The book responds to a Church conference about evangelization of the Amazon region and its shortage of priests. At the conference, some delegates suggested that the Church start ordaining local married men in that area. The Cardinal calls this a “contemptuous, neo-colonialist, infantilizing” solution (117) brought on by “theological milieus at universities,” (75) “sorcerer’s apprentices, who wish to utilize the distress of poor peoples as an experimental laboratory for their clever plans.” His assessment is that ordaining married men would be a “pastoral catastrophe,” detracting from the honor of sexual chastity and its lineage with Old Testament practices and the early Church. He also warns that the presence of married men as “second-class” priests (71,72) would discourage vocations to celibacy (109). “The faithful of all cultures unfailingly recognize Christ offered for all in the celibate priest.” (116) And for those who fail at this recognition, the importance of the Gospel gives evangelization the right to “destabilize” and “purify” that culture, as Christ brings “not peace, but a sword,” unveiling celibacy as a “scandal for the world.” Could there be anything neo-colonialist in that idea?

As proof of the value of celibacy in impressing the people of a mission, Cardinal Sarah describes a pastoral visit to Guinea. There, traveling in arduous conditions under full sun, he felt uplifted in the journey by the thought that he was “self-giving for the Church Bride.” (70) Is celibate mystical union with the Bride the prerequisite which enables a man to tackle the adversity of mission life? So much for Brother Andrew van der Bijl and his 60+ years of dangerous work in Communist countries, or Jim Elliot, Oswald Chambers, and Eric Liddell, persisting in mission work right up to their deaths. The Cardinal emphasizes that his celibacy is the reason for the Ghanaian people’s “unimaginable joy when I celebrated Mass, which they had not experienced for a long time.” (70) His conclusion is that the people would have taken the Eucharist dismissively for granted if all along they’d had the benefit of local married priests. “The thought of it wrenches my heart. What sadness!” (74) But instead the people of Ghana were able to greet the Cardinal with appropriate ceremony. “What festivity!

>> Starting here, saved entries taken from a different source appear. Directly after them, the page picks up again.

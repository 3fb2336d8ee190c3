//! Declarative C type catalog.
//!
//! Computes System V (LP64) layouts for struct, union and enum declarations
//! and resolves C type spellings such as `struct node *`, `int[2][3]` or
//! `char[]`. Used by the CLI, the simulated inferior and any engine that can
//! describe its types as declarations instead of resolving them itself.

use crate::config::types::{EncodingError, ProbeError, Result};
use crate::target::control::TypeResolver;
use crate::target::types::{ByteOrder, Field, FunctionSignature, Param, TargetType, TypeKind};
use log::debug;
use serde::{Deserialize, Serialize};
use std::collections::BTreeMap;

const POINTER_SIZE: usize = 8;
const MAX_RESOLVE_DEPTH: usize = 32;

/// One catalog entry, as written in a JSON catalog file
#[derive(Clone, Debug, Serialize, Deserialize)]
#[serde(tag = "kind", rename_all = "snake_case")]
pub enum Declaration {
    Struct {
        name: String,
        fields: Vec<(String, String)>,
        #[serde(default)]
        packed: bool,
    },
    Union {
        name: String,
        fields: Vec<(String, String)>,
    },
    Enum {
        name: String,
        enumerators: Vec<(String, i64)>,
    },
    Typedef {
        name: String,
        target: String,
    },
    Function {
        name: String,
        #[serde(default = "void_name")]
        returns: String,
        #[serde(default)]
        params: Vec<(String, String)>,
        #[serde(default)]
        variadic: bool,
    },
}

fn void_name() -> String {
    "void".to_string()
}

/// Catalog of named types and function signatures
#[derive(Clone, Debug)]
pub struct TypeCatalog {
    types: BTreeMap<String, TargetType>,
    typedefs: BTreeMap<String, String>,
    functions: BTreeMap<String, FunctionSignature>,
    byte_order: ByteOrder,
}

fn builtin(name: &str, size: usize, kind: TypeKind) -> (String, TargetType) {
    (name.to_string(), TargetType::new(name, size, size.max(1), kind))
}

impl TypeCatalog {
    /// Catalog with the LP64 builtin scalar types
    pub fn lp64() -> Self {
        use TypeKind::*;
        let signed = |signed| Int { signed };
        let types = [
            builtin("void", 0, Void),
            builtin("_Bool", 1, Bool),
            builtin("bool", 1, Bool),
            builtin("char", 1, Char { signed: true }),
            builtin("signed char", 1, Char { signed: true }),
            builtin("unsigned char", 1, Char { signed: false }),
            builtin("short", 2, signed(true)),
            builtin("unsigned short", 2, signed(false)),
            builtin("int", 4, signed(true)),
            builtin("unsigned int", 4, signed(false)),
            builtin("long", 8, signed(true)),
            builtin("unsigned long", 8, signed(false)),
            builtin("long long", 8, signed(true)),
            builtin("unsigned long long", 8, signed(false)),
            builtin("float", 4, Float),
            builtin("double", 8, Float),
            builtin("int8_t", 1, signed(true)),
            builtin("uint8_t", 1, signed(false)),
            builtin("int16_t", 2, signed(true)),
            builtin("uint16_t", 2, signed(false)),
            builtin("int32_t", 4, signed(true)),
            builtin("uint32_t", 4, signed(false)),
            builtin("int64_t", 8, signed(true)),
            builtin("uint64_t", 8, signed(false)),
            builtin("size_t", 8, signed(false)),
            builtin("ssize_t", 8, signed(true)),
            builtin("intptr_t", 8, signed(true)),
            builtin("uintptr_t", 8, signed(false)),
        ]
        .into_iter()
        .collect();

        let typedefs = [
            ("unsigned", "unsigned int"),
            ("signed", "int"),
            ("short int", "short"),
            ("short unsigned int", "unsigned short"),
            ("long int", "long"),
            ("long unsigned int", "unsigned long"),
            ("long long int", "long long"),
            ("long long unsigned int", "unsigned long long"),
        ]
        .into_iter()
        .map(|(alias, target)| (alias.to_string(), target.to_string()))
        .collect();

        Self {
            types,
            typedefs,
            functions: BTreeMap::new(),
            byte_order: ByteOrder::Little,
        }
    }

    pub fn with_byte_order(mut self, byte_order: ByteOrder) -> Self {
        self.byte_order = byte_order;
        self
    }

    /// Add a declaration, computing its layout
    pub fn declare(&mut self, declaration: Declaration) -> Result<()> {
        match declaration {
            Declaration::Struct {
                name,
                fields,
                packed,
            } => {
                let ty = self.layout_struct(&format!("struct {}", name), &fields, packed)?;
                self.insert(ty);
            }
            Declaration::Union { name, fields } => {
                let ty = self.layout_union(&format!("union {}", name), &fields)?;
                self.insert(ty);
            }
            Declaration::Enum { name, enumerators } => {
                let signed = enumerators.iter().any(|(_, v)| *v < 0);
                let wide = enumerators
                    .iter()
                    .any(|(_, v)| *v > i64::from(u32::MAX) || *v < i64::from(i32::MIN));
                let size = if wide { 8 } else { 4 };
                self.insert(TargetType::new(
                    format!("enum {}", name),
                    size,
                    size,
                    TypeKind::Enum {
                        signed,
                        enumerators,
                    },
                ));
            }
            Declaration::Typedef { name, target } => {
                // Resolve now so dangling typedefs are reported at declaration time
                self.lookup(&target)?;
                self.typedefs.insert(name, normalize(&target));
            }
            Declaration::Function {
                name,
                returns,
                params,
                variadic,
            } => {
                let return_type = self.lookup(&returns)?;
                let return_type = if return_type.is_void() {
                    None
                } else {
                    Some(return_type)
                };
                let params = params
                    .iter()
                    .map(|(pname, ptype)| {
                        Ok(Param {
                            name: pname.clone(),
                            ty: self.lookup(ptype)?,
                        })
                    })
                    .collect::<Result<Vec<_>>>()?;
                self.functions.insert(
                    name.clone(),
                    FunctionSignature {
                        name,
                        return_type,
                        params,
                        variadic,
                    },
                );
            }
        }
        Ok(())
    }

    /// Builder form of [`declare`](Self::declare) for a struct
    pub fn with_struct(mut self, name: &str, fields: &[(&str, &str)]) -> Result<Self> {
        self.declare(Declaration::Struct {
            name: name.to_string(),
            fields: owned_pairs(fields),
            packed: false,
        })?;
        Ok(self)
    }

    pub fn with_packed_struct(mut self, name: &str, fields: &[(&str, &str)]) -> Result<Self> {
        self.declare(Declaration::Struct {
            name: name.to_string(),
            fields: owned_pairs(fields),
            packed: true,
        })?;
        Ok(self)
    }

    pub fn with_union(mut self, name: &str, fields: &[(&str, &str)]) -> Result<Self> {
        self.declare(Declaration::Union {
            name: name.to_string(),
            fields: owned_pairs(fields),
        })?;
        Ok(self)
    }

    pub fn with_enum(mut self, name: &str, enumerators: &[(&str, i64)]) -> Result<Self> {
        self.declare(Declaration::Enum {
            name: name.to_string(),
            enumerators: enumerators
                .iter()
                .map(|(n, v)| (n.to_string(), *v))
                .collect(),
        })?;
        Ok(self)
    }

    pub fn with_typedef(mut self, name: &str, target: &str) -> Result<Self> {
        self.declare(Declaration::Typedef {
            name: name.to_string(),
            target: target.to_string(),
        })?;
        Ok(self)
    }

    pub fn with_function(
        mut self,
        name: &str,
        returns: &str,
        params: &[(&str, &str)],
    ) -> Result<Self> {
        self.declare(Declaration::Function {
            name: name.to_string(),
            returns: returns.to_string(),
            params: owned_pairs(params),
            variadic: false,
        })?;
        Ok(self)
    }

    /// Resolve a C type spelling
    pub fn lookup(&self, name: &str) -> Result<TargetType> {
        self.lookup_depth(&normalize(name), 0)
    }

    pub fn signature(&self, function: &str) -> Option<&FunctionSignature> {
        self.functions.get(function)
    }

    pub fn functions(&self) -> impl Iterator<Item = &FunctionSignature> {
        self.functions.values()
    }

    fn insert(&mut self, ty: TargetType) {
        debug!("Declared {} (size={}, align={})", ty.name, ty.size, ty.align);
        self.types.insert(ty.name.clone(), ty);
    }

    fn lookup_depth(&self, name: &str, depth: usize) -> Result<TargetType> {
        if depth > MAX_RESOLVE_DEPTH {
            return Err(ProbeError::Config(format!(
                "typedef chain too deep while resolving {}",
                name
            )));
        }

        if let Some(pointee) = name.strip_suffix('*') {
            let pointee = pointee.trim_end();
            return Ok(TargetType::new(
                format!("{} *", pointee),
                POINTER_SIZE,
                POINTER_SIZE,
                TypeKind::Pointer {
                    pointee: pointee.to_string(),
                },
            ));
        }

        if let Some(idx) = name.find('[') {
            let base = self.lookup_depth(name[..idx].trim_end(), depth + 1)?;
            let dims = parse_dims(name, &name[idx..])?;
            let mut ty = base;
            for (position, dim) in dims.iter().enumerate().rev() {
                ty = match dim {
                    Some(length) => ty.array_of(*length),
                    None if position == 0 => ty.unsized_array_of(),
                    None => {
                        return Err(EncodingError::UnknownType(format!(
                            "{} (only the outermost dimension may be unsized)",
                            name
                        ))
                        .into())
                    }
                };
            }
            return Ok(ty);
        }

        let unqualified = name
            .strip_prefix("const ")
            .or_else(|| name.strip_prefix("volatile "))
            .or_else(|| name.strip_suffix(" const"));
        if let Some(unqualified) = unqualified {
            return self.lookup_depth(unqualified, depth + 1);
        }

        if let Some(ty) = self.types.get(name) {
            return Ok(ty.clone());
        }

        if let Some(target) = self.typedefs.get(name) {
            let mut ty = self.lookup_depth(target, depth + 1)?;
            ty.name = name.to_string();
            return Ok(ty);
        }

        Err(EncodingError::UnknownType(name.to_string()).into())
    }

    fn layout_struct(
        &self,
        name: &str,
        members: &[(String, String)],
        packed: bool,
    ) -> Result<TargetType> {
        let mut fields = Vec::with_capacity(members.len());
        let mut offset = 0usize;
        let mut align = 1usize;

        for (index, (fname, ftype)) in members.iter().enumerate() {
            let ty = self.lookup(ftype)?;
            let flexible = matches!(ty.kind, TypeKind::Array { length: None, .. });
            if flexible && index + 1 != members.len() {
                return Err(ProbeError::Config(format!(
                    "{}: flexible array member `{}` must be the last field",
                    name, fname
                )));
            }
            if ty.is_void() {
                return Err(ProbeError::Config(format!(
                    "{}: field `{}` has type void",
                    name, fname
                )));
            }

            let field_align = if packed { 1 } else { ty.align.max(1) };
            offset = align_up(offset, field_align);
            align = align.max(field_align);
            let size = ty.size;
            fields.push(Field {
                name: fname.clone(),
                offset,
                ty,
            });
            offset += size;
        }

        Ok(TargetType::new(
            name,
            align_up(offset, align),
            align,
            TypeKind::Struct { fields },
        ))
    }

    fn layout_union(&self, name: &str, members: &[(String, String)]) -> Result<TargetType> {
        let mut fields = Vec::with_capacity(members.len());
        let mut size = 0usize;
        let mut align = 1usize;

        for (fname, ftype) in members {
            let ty = self.lookup(ftype)?;
            size = size.max(ty.size);
            align = align.max(ty.align.max(1));
            fields.push(Field {
                name: fname.clone(),
                offset: 0,
                ty,
            });
        }

        Ok(TargetType::new(
            name,
            align_up(size, align),
            align,
            TypeKind::Union { fields },
        ))
    }
}

impl TypeResolver for TypeCatalog {
    fn resolve_type(&self, name: &str) -> Result<TargetType> {
        self.lookup(name)
    }

    fn byte_order(&self) -> ByteOrder {
        self.byte_order
    }

    fn pointer_size(&self) -> usize {
        POINTER_SIZE
    }
}

pub(crate) fn align_up(value: usize, align: usize) -> usize {
    if align <= 1 {
        value
    } else {
        value.div_ceil(align) * align
    }
}

fn owned_pairs(pairs: &[(&str, &str)]) -> Vec<(String, String)> {
    pairs
        .iter()
        .map(|(a, b)| (a.to_string(), b.to_string()))
        .collect()
}

/// Canonical spelling: single spaces, `T *` for pointers, no space before `[`
fn normalize(name: &str) -> String {
    let spaced = name.replace('*', " * ");
    let mut out = String::with_capacity(name.len());
    for token in spaced.split_whitespace() {
        if !out.is_empty() && !token.starts_with('[') {
            out.push(' ');
        }
        out.push_str(token);
    }
    // "char * *" -> "char **"
    while out.contains("* *") {
        out = out.replace("* *", "**");
    }
    out
}

fn parse_dims(name: &str, mut rest: &str) -> Result<Vec<Option<usize>>> {
    let mut dims = Vec::new();
    while !rest.is_empty() {
        let close = match (rest.strip_prefix('['), rest.find(']')) {
            (Some(_), Some(close)) => close,
            _ => return Err(EncodingError::UnknownType(name.to_string()).into()),
        };
        let inner = rest[1..close].trim();
        if inner.is_empty() {
            dims.push(None);
        } else {
            let length = inner
                .parse::<usize>()
                .map_err(|_| EncodingError::UnknownType(name.to_string()))?;
            dims.push(Some(length));
        }
        rest = rest[close + 1..].trim_start();
    }
    Ok(dims)
}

The songs, the dances, the effusiveness, and the meals express the gratitude of the people for this gift of self in Christ.” It just happens that Africa is blessed with a rich heritage of communities with a genius for songs, dances, effusiveness, and radical hospitality for strangers. But the explanation given for this warm reception is that “Poor and simple people are able to discern with the eyes of faith the presence of Christ the Bridegroom of the Church in a celibate priest.” 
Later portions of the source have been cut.